Whether they like it or not, executives with UnitedHealth Group Inc. and PacifiCare Health Systems Inc. will spend a lot of time with regulators in the next six months.
Minnetonka, Minn.-based UnitedHealth’s $8.1 billion buy of Cypress-based PacifiCare depends on it.
If all goes as planned, the companies hope to close the deal by the end of March at the latest.
In the meantime, there are plenty of loose ends to tie up, including:
n Passing an antitrust review by the Federal Trade Commission and the Department of Justice.
n Convincing PacifiCare and UnitedHealth shareholders to sign off on the proposed deal.
n Withstanding expected scrutiny by state regulators, particularly California Insurance Commissioner John Garamendi.
“The main thing right now is that both companies are working together with federal and state regulators to obtain approval of this merger,” said Tyler Mason, a PacifiCare spokesman.
Garamendi could be the wild card.
Last July, he held up Woodland Hills-based WellPoint Health Networks Inc.’s $16 billion acquisition by Indianapolis-based Anthem Inc.
He said the deal would cause policyholders to pay higher premiums. Anthem, which took the WellPoint name, later sued Garamendi for blocking the deal.
But Garamendi was able to extract some $265 million from WellPoint as a condition to approve the deal, which he did in November. The money is marked for California health programs.
“The biggest challenge (to the PacifiCare acquisition) will be California, given the recent history,” said Carl McDonald, a managed healthcare analyst for CIBC World Markets. “That said, I think the WellPoint merger sets out a template of what the (companies) need to do to gain the approval of the insurance commissioner.”
The state Department of Managed Health Care has 20 business days from when the filing is deemed complete to weigh in. Garamendi is required to rule on mergers 60 days after the filings are finished. He also has the option of holding public hearings.
PacifiCare’s Mason declined to give a timetable on when those regulatory filings would be done.
As information on the deal comes in to the Department of Insurance, regulators will “make sure it meets standards, and the commissioner will conduct any other type of due diligence as he sees necessary,” said Norman Williams, a department spokesman.
A payment request from the state similar to WellPoint’s isn’t out of the question, according to Kathrin Kudner, a healthcare attorney with Dykema Gossett PLLC, a Detroit-based law firm.
“Requiring the survivor to put money in the healthcare system is very typical these days,” Kudner said. “Not just in California, but in other states. Every state is struggling to find money for their healthcare budget.”
UnitedHealth announced plans to buy PacifiCare earlier this month for $2.2 billion in cash and stock.
The deal is expected to give UnitedHealth a stronger foothold in the Medicare HMO market.

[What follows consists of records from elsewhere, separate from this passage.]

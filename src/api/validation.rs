//! Input validation for path, query and body parameters.
//!
//! Parsers return `ApiError` so handlers can use `?` directly.

use chrono::{DateTime, Utc};
use uuid::Uuid;

use super::error::ApiError;
use crate::db::parse_timestamp;

/// Validate a pickup point id
pub fn parse_pvz_id(value: &str) -> Result<Uuid, ApiError> {
    Uuid::parse_str(value.trim()).map_err(|_| ApiError::bad_request("invalid pvz id"))
}

/// Validate an optional RFC 3339 timestamp; blank counts as absent
pub fn parse_timestamp_param(
    value: Option<&str>,
    message: &str,
) -> Result<Option<DateTime<Utc>>, ApiError> {
    match value.map(str::trim) {
        None | Some("") => Ok(None),
        Some(raw) => parse_timestamp(raw)
            .map(Some)
            .map_err(|_| ApiError::bad_request(message)),
    }
}

/// Validate an optional integer; range coercion happens in the catalog
pub fn parse_int_param(value: Option<&str>, message: &str) -> Result<Option<i64>, ApiError> {
    match value.map(str::trim) {
        None | Some("") => Ok(None),
        Some(raw) => raw
            .parse::<i64>()
            .map(Some)
            .map_err(|_| ApiError::bad_request(message)),
    }
}
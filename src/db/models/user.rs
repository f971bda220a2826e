//! User models and auth DTOs.

use chrono::{DateTime, Utc};
use serde::{Deserialize, Serialize};
use uuid::Uuid;

/// Access role carried by every token
#[derive(Debug, Clone, Copy, Serialize, Deserialize, PartialEq, Eq, Hash)]
#[serde(rename_all = "lowercase")]
pub enum Role {
    Employee,
    Moderator,
}

impl Role {
    pub fn as_str(&self) -> &'static str {
        match self {
            Self::Employee => "employee",
            Self::Moderator => "moderator",
        }
    }
}

impl std::fmt::Display for Role {
    fn fmt(&self, f: &mut std::fmt::Formatter<'_>) -> std::fmt::Result {
        f.write_str(self.as_str())
    }
}

impl std::str::FromStr for Role {
    type Err = String;

    fn from_str(s: &str) -> Result<Self, Self::Err> {
        match s {
            "employee" => Ok(Self::Employee),
            "moderator" => Ok(Self::Moderator),
            _ => Err(format!("Unknown role: {}", s)),
        }
    }
}

#[derive(Debug, Clone, PartialEq)]
pub struct User {
    pub id: Uuid,
    pub email: String,
    pub password_hash: String,
    pub role: Role,
    pub created_at: DateTime<Utc>,
}

/// A user that has not been persisted yet
#[derive(Debug, Clone)]
pub struct NewUser {
    pub email: String,
    pub password_hash: String,
    pub role: Role,
}

#[derive(Debug, Clone, Serialize, Deserialize)]
pub struct UserResponse {
    pub id: Uuid,
    pub email: String,
    pub role: Role,
}

impl From<User> for UserResponse {
    fn from(user: User) -> Self {
        Self {
            id: user.id,
            email: user.email,
            role: user.role,
        }
    }
}

#[derive(Debug, Deserialize)]
pub struct DummyLoginRequest {
    pub role: String,
}

#[derive(Debug, Deserialize)]
pub struct LoginRequest {
    pub email: String,
    pub password: String,
}

#[derive(Debug, Deserialize)]
pub struct RegisterRequest {
    pub email: String,
    pub password: String,
    pub role: String,
}

#[derive(Debug, Serialize, Deserialize)]
pub struct TokenResponse {
    pub token: String,
}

That market’s become more attractive in the wake of the 2003 Medicare Prescription Drug Improvement and Modernization Act, which is funneling billions of dollars to Medicare health plan operators in the next few years.
UnitedHealth also would gain a presence in California and other Western states via PacifiCare’s network. PacifiCare is No. 5 in the state with 1.7 million HMO members. Kaiser Permanente is No. 1 with 4.7 million members, with WellPoint in second.
The deal isn’t likely to be scuttled unless there’s a “material change” in the California health insurance business environment, said Sheryl Skolnick, a healthcare analyst with Fulcrum Global Partners LLC in New York.
The change would have to “so adversely affect PacifiCare so as to make the valuation not work from a financial perspective for UnitedHealth,” she said.
Skolnick expects shareholders to approve the acquisition.
“Certainly I would expect the PacifiCare shareholders to vote in favor of this transaction,they will be getting stock in a very significant and well-balanced company,” she said.
Neither company has set a shareholders meeting to vote on the deal, Mason said.
Federal regulators, meanwhile, will look at whether a combination would give UnitedHealth too much pricing power in certain sectors, including small employer groups, said Howard Iwrey, also of Dykema Gossett. Iwrey specializes in antitrust cases.
Federal regulators also are expected to examine the company’s potential negotiating stance with hospitals and physicians.
“They’re going to look at whether the combined entity would have an undue amount of influence with healthcare providers and force them to provide unreasonably low prices because they have so many members,” Iwrey said.
Could another suitor for PacifiCare emerge during the regulatory approval process?
Not likely, according to CIBC’s McDonald.
He said neither WellPoint nor Hartford, Conn.-based Aetna Inc.,the two companies with enough size to buy PacifiCare,would want to boost their exposure to the Medicare HMO market, which is one of PacifiCare’s strengths. WellPoint and Aetna focus on selling commercial health plans.
PacifiCare’s pending sale is a crest of a comeback that began nearly five years ago when the managed care company was wrestling with big changes in its world.
The company’s comeback was guided by Chief Executive Howard Phanstiel, who took over in late 2000. Phanstiel pared unprofitable members, won more business from commercial employers and saw a revival in Medicare thanks to the federal government.
He’s set to get up to $200 million in cash and stock if the deal closes.